For the monomer modification graphical rendering, the situation is
somewhat different, as seen in the \filename{modification\_dictionary}
file:
\begin{verbatim}
# This file is part of the massXpert project.
# The "massXpert" project is released ---in its entirety--- under the
# GNU General Public License and was started (in the form of the GNU
# polyxmass project) at the Centre National de la Recherche
# Scientifique (FRANCE), that granted me the formal authorization to
# publish it under this Free Software License.
# Copyright (C) 2006,2007 Filippo Rusconi
# This is the modification_dictionary file where the correspondences
# between the name of each modification and their graphic file (pixmap
# file called "image") used to graphicallly render them in the
# sequence editor are made. Also, the graphical operation that is to
# be performed upon chemical modification of a monomer is listed ('T'
# for transparent and 'O' for opaque). See the manual for details.

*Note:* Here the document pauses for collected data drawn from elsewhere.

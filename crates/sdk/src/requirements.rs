//! Requirement Calculation
//!
//! Derives the ordered set of required SDK components from project
//! configuration. Pure: no filesystem or network access.

use std::cmp::Ordering;
use std::path::Path;

use serde::Deserialize;
use tracing::debug;

use droid_deps_core::{ProjectConfig, Result};

use crate::component::compare_versions;
use crate::DEFAULT_BUILD_TOOLS_VERSION;

/// A required SDK component kind plus its version constraint.
#[derive(Debug, Clone, PartialEq, Eq)]
pub enum Requirement {
    /// Exact platform API level
    Platform { api: u32 },
    /// Build-tools at or above the minimum. `None` means the minimum could
    /// not be determined from configuration; the resolver treats that as a
    /// configuration error rather than silently skipping the component.
    BuildTools { minimum: Option<String> },
    /// Any platform-tools install
    PlatformTools,
    /// Any NDK install
    Ndk,
}

/// Build configuration defaults, the analog of the toolchain's shared
/// property defaults file.
#[derive(Debug, Clone, Deserialize)]
pub struct BuildDefaults {
    /// Minimum build-tools version required by the build configuration
    pub build_tools_version: Option<String>,
}

impl Default for BuildDefaults {
    fn default() -> Self {
        Self {
            build_tools_version: Some(DEFAULT_BUILD_TOOLS_VERSION.to_string()),
        }
    }
}

impl BuildDefaults {
    /// Load defaults from a TOML override file.
    pub fn load(path: &Path) -> Result<Self> {
        let content = std::fs::read_to_string(path)?;
        let defaults = toml::from_str(&content)?;
        Ok(defaults)
    }
}

/// Calculates which SDK components a project requires.
pub struct RequirementCalculator;

impl RequirementCalculator {
    /// Derive the ordered requirements for a project.
    ///
    /// Always requires the resolved target platform, a build-tools minimum,
    /// and platform-tools. The NDK is required only for plain (unprofiled)
    /// AOT, LLVM code generation, or assembly bundling; profiled AOT alone
    /// happens at runtime and needs no native toolchain at build time.
    pub fn calculate(
        config: &ProjectConfig,
        latest_known_platform: u32,
        defaults: &BuildDefaults,
    ) -> Result<Vec<Requirement>> {
        let api = config.resolve_target_api(latest_known_platform)?;

        let mut required = vec![
            Requirement::Platform { api },
            Requirement::BuildTools {
                minimum: Self::build_tools_minimum(config, defaults),
            },
            Requirement::PlatformTools,
        ];

        if Self::ndk_required(config) {
            required.push(Requirement::Ndk);
        }

        debug!(
            "Calculated {} requirement(s) for API {} (ndk={})",
            required.len(),
            api,
            Self::ndk_required(config)
        );

        Ok(required)
    }

    /// The build-tools minimum: the configured default, or the project's
    /// pin when it is higher.
    fn build_tools_minimum(config: &ProjectConfig, defaults: &BuildDefaults) -> Option<String> {
        match (&defaults.build_tools_version, &config.build_tools_version) {
            (Some(default), Some(pinned)) => {
                if compare_versions(pinned, default) == Ordering::Greater {
                    Some(pinned.clone())
                } else {
                    Some(default.clone())
                }
            }
            (Some(default), None) => Some(default.clone()),
            (None, Some(pinned)) => Some(pinned.clone()),
            (None, None) => None,
        }
    }

    fn ndk_required(config: &ProjectConfig) -> bool {
        let plain_aot = config.aot_assemblies && !config.profiled_aot;
        plain_aot || config.enable_llvm || config.bundle_assemblies
    }
}

#[cfg(test)]
mod tests {
    use super::*;
    use droid_deps_core::DepsError;
    use std::io::Write;

    fn calculate(config: &ProjectConfig) -> Vec<Requirement> {
        RequirementCalculator::calculate(config, 35, &BuildDefaults::default()).unwrap()
    }

    fn has_ndk(required: &[Requirement]) -> bool {
        required.contains(&Requirement::Ndk)
    }

    fn base_config() -> ProjectConfig {
        ProjectConfig {
            target_framework_version: Some("v13.0".to_string()),
            ..Default::default()
        }
    }

    #[test]
    fn test_llvm_alone_requires_ndk() {
        let config = ProjectConfig {
            enable_llvm: true,
            ..base_config()
        };
        assert!(has_ndk(&calculate(&config)));
    }

    #[test]
    fn test_profiled_aot_alone_does_not_require_ndk() {
        let config = ProjectConfig {
            aot_assemblies: true,
            profiled_aot: true,
            ..base_config()
        };
        assert!(!has_ndk(&calculate(&config)));
    }

    #[test]
    fn test_bundle_assemblies_requires_ndk() {
        let config = ProjectConfig {
            bundle_assemblies: true,
            profiled_aot: true,
            ..base_config()
        };
        assert!(has_ndk(&calculate(&config)));
    }

    #[test]
    fn test_plain_aot_requires_ndk() {
        let config = ProjectConfig {
            aot_assemblies: true,
            ..base_config()
        };
        assert!(has_ndk(&calculate(&config)));
    }

    #[test]
    fn test_no_native_flags_no_ndk() {
        let required = calculate(&base_config());
        assert_eq!(
            required,
            vec![
                Requirement::Platform { api: 33 },
                Requirement::BuildTools {
                    minimum: Some(DEFAULT_BUILD_TOOLS_VERSION.to_string())
                },
                Requirement::PlatformTools,
            ]
        );
    }

    #[test]
    fn test_use_latest_platform() {
        let config = ProjectConfig {
            use_latest_platform: true,
            ..base_config()
        };
        assert!(calculate(&config).contains(&Requirement::Platform { api: 35 }));
    }

    #[test]
    fn test_project_pin_raises_minimum() {
        let config = ProjectConfig {
            build_tools_version: Some("99.0.0".to_string()),
            ..base_config()
        };
        assert!(calculate(&config).contains(&Requirement::BuildTools {
            minimum: Some("99.0.0".to_string())
        }));
    }

    #[test]
    fn test_project_pin_below_default_keeps_default() {
        let config = ProjectConfig {
            build_tools_version: Some("1.0.0".to_string()),
            ..base_config()
        };
        assert!(calculate(&config).contains(&Requirement::BuildTools {
            minimum: Some(DEFAULT_BUILD_TOOLS_VERSION.to_string())
        }));
    }

    #[test]
    fn test_unknown_framework_version_is_configuration_error() {
        let config = ProjectConfig {
            target_framework_version: Some("v99.9".to_string()),
            ..Default::default()
        };
        let result = RequirementCalculator::calculate(&config, 35, &BuildDefaults::default());
        assert!(matches!(result, Err(DepsError::Configuration(_))));
    }

    #[test]
    fn test_defaults_load_from_toml() {
        let mut file = tempfile::NamedTempFile::new().unwrap();
        writeln!(file, "build_tools_version = \"34.0.0\"").unwrap();

        let defaults = BuildDefaults::load(file.path()).unwrap();
        assert_eq!(defaults.build_tools_version.as_deref(), Some("34.0.0"));
    }
}
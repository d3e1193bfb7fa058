//! Error types for droid-deps
//!
//! Centralized error handling using thiserror.

use thiserror::Error;

/// Main error type for dependency calculation and installation
#[derive(Error, Debug)]
pub enum DepsError {
    #[error("IO error: {0}")]
    Io(#[from] std::io::Error),

    /// A required version could not be determined from build configuration.
    /// Fatal: aborts the whole calculation before any installer invocation.
    #[error("Configuration error: {0}")]
    Configuration(String),

    /// License acceptance was not granted but at least one component to
    /// install requires it. Nothing is installed when this is raised.
    #[error("License acceptance required for {0}")]
    LicenseRequired(String),

    /// A single component failed to install. Non-fatal to sibling
    /// installations; aggregated into the install report.
    #[error("Failed to install {component}: {reason}")]
    ComponentInstall { component: String, reason: String },

    /// The external installer is known to be unreliable on the current OS.
    #[error("Installer unsupported on this platform: {0}")]
    UnsupportedPlatform(String),

    #[error("TOML parse error: {0}")]
    TomlParse(#[from] toml::de::Error),

    #[error("JSON error: {0}")]
    Json(#[from] serde_json::Error),

    #[error("Cancelled")]
    Cancelled,
}

/// Result type alias for droid-deps operations
pub type Result<T> = std::result::Result<T, DepsError>;

impl DepsError {
    /// True when the caller may gracefully skip rather than fail the build.
    pub fn is_skippable(&self) -> bool {
        matches!(self, DepsError::UnsupportedPlatform(_) | DepsError::Cancelled)
    }

    /// Get a user-friendly error message
    pub fn user_message(&self) -> String {
        match self {
            DepsError::Io(e) => format!("File operation failed: {}", e),
            DepsError::Configuration(msg) => format!("Configuration error: {}", msg),
            DepsError::LicenseRequired(component) => format!(
                "Cannot install {}: Android SDK licenses have not been accepted",
                component
            ),
            DepsError::ComponentInstall { component, reason } => {
                format!("Installation of {} failed: {}", component, reason)
            }
            DepsError::UnsupportedPlatform(msg) => {
                format!("The SDK component installer is not supported here: {}", msg)
            }
            DepsError::Cancelled => "Installation was cancelled".to_string(),
            _ => self.to_string(),
        }
    }
}

#[cfg(test)]
mod tests {
    use super::*;

    #[test]
    fn test_skippable_errors() {
        assert!(DepsError::UnsupportedPlatform("windows".into()).is_skippable());
        assert!(DepsError::Cancelled.is_skippable());
        assert!(!DepsError::Configuration("missing version".into()).is_skippable());
        assert!(!DepsError::LicenseRequired("platform-tools".into()).is_skippable());
    }

    #[test]
    fn test_license_message_names_component() {
        let err = DepsError::LicenseRequired("build-tools/35.0.0".into());
        assert!(err.user_message().contains("build-tools/35.0.0"));
    }
}
use thiserror::Error;

#[derive(Debug, Clone, PartialEq, Error)]
pub enum TrackError {
    #[error("lapjv error: {0}")]
    Lapjv(String),
    #[error("invalid tracker config: {0}")]
    InvalidConfig(String),
}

# The format of the file is like this :
# -------------------------------------
# Phosphorylation%T%phospho.svg
# where Phosphorylation is the name of the modification. T indicates
# that the visual rendering of the modification is a transparent
# process (O indicates that the visual rendering of the modification
# is a full image replacement 'O' like opaque). phospho.svg is a
# resolution-independent svg file.
# Each line starting with a '#' character is a comment and is ignored
# during parsing of this file.
# This file is case-sensitive.
Phosphorylation%T%phospho.svg
Sulphation%T%sulpho.svg
AmidationAsp%O%asparagine.svg
Acetylation%T%acetyl.svg
AmidationGlu%O%glutamine.svg
Oxidation%T%oxidation.svg
\end{verbatim}
\noindent There are two ways to render a chemical modification of a
monomer: \medskip
\begin{itemize}
\item \textbf{Opaque} rendering: the initial monomer vignette is
replaced using the one listed in the file for the modification. This
is visible in the \verb|AmidationGlu\%O\%glutamine.svg| line: when a
monomer is (typically that would be a Glu monomer) is amidated, the
graphical representation of the modification process should involve
the \textit{replacement} of the old vignette in the sequence editor
with the new one (in the example, the new vignette should be
rendered using the \filename{glutamine.svg} file. In other words,
the process involves an ``\textbf{O}paque'' overlay of the vignette
for unmodified Glu with a vignette rendered by using the
\filename{glutamine.svg} file.
\item textbf{Transparent} rendering: the initial monomer vignette is
overlaid with one new vignette that is rendered using a
\fileformat{svg} file that is transparent (unless for the graphical
motif to be made visible, of course). One example is the
``Phosphorylation'' modification (line
\verb|Phosphorylation%T%phospho.svg|), for which the monomer being
phosphorylated has its vignette in the sequence editor overlaid with
a ``\textbf{T}ransparent'' one which only shows a small red 'P' and
that is rendered using the \filename{phospho.svg} file.
\end{itemize}
\noindent The way new \fileformat{svg} files might be edited is using
the following programs: \medskip
\begin{itemize}
\item \progname{Inkscape}: on \OSname{GNU/Linux} and \OSname{MS-Windows};
\item \progname{Karbon}: on \OSname{GNU/Linux};
\end{itemize}
\noindent In general, the best thing to do is to convert text to path,
so that the rendering is absolutely perfect.
\bigskip
\fbox{\parbox{0.9\textwidth}{It is absolutely essential, for the proper
working of the sequence editor, that the \fileformat{svg} files be
square (that is, width = height).}}
\bigskip
Once the new polymer chemistry has been correctly defined, it is time
to register that new definition to the system. To recap: all the files
for that definition should reside in a same directory, exactly the
same way as the files pertaining to a given polymer chemistry
definition are shipped in \mXp\ altogether in one directory. The name
of the new polymer chemistry definition should be unambiguous, with
respect to other registered polymer chemistry definitions.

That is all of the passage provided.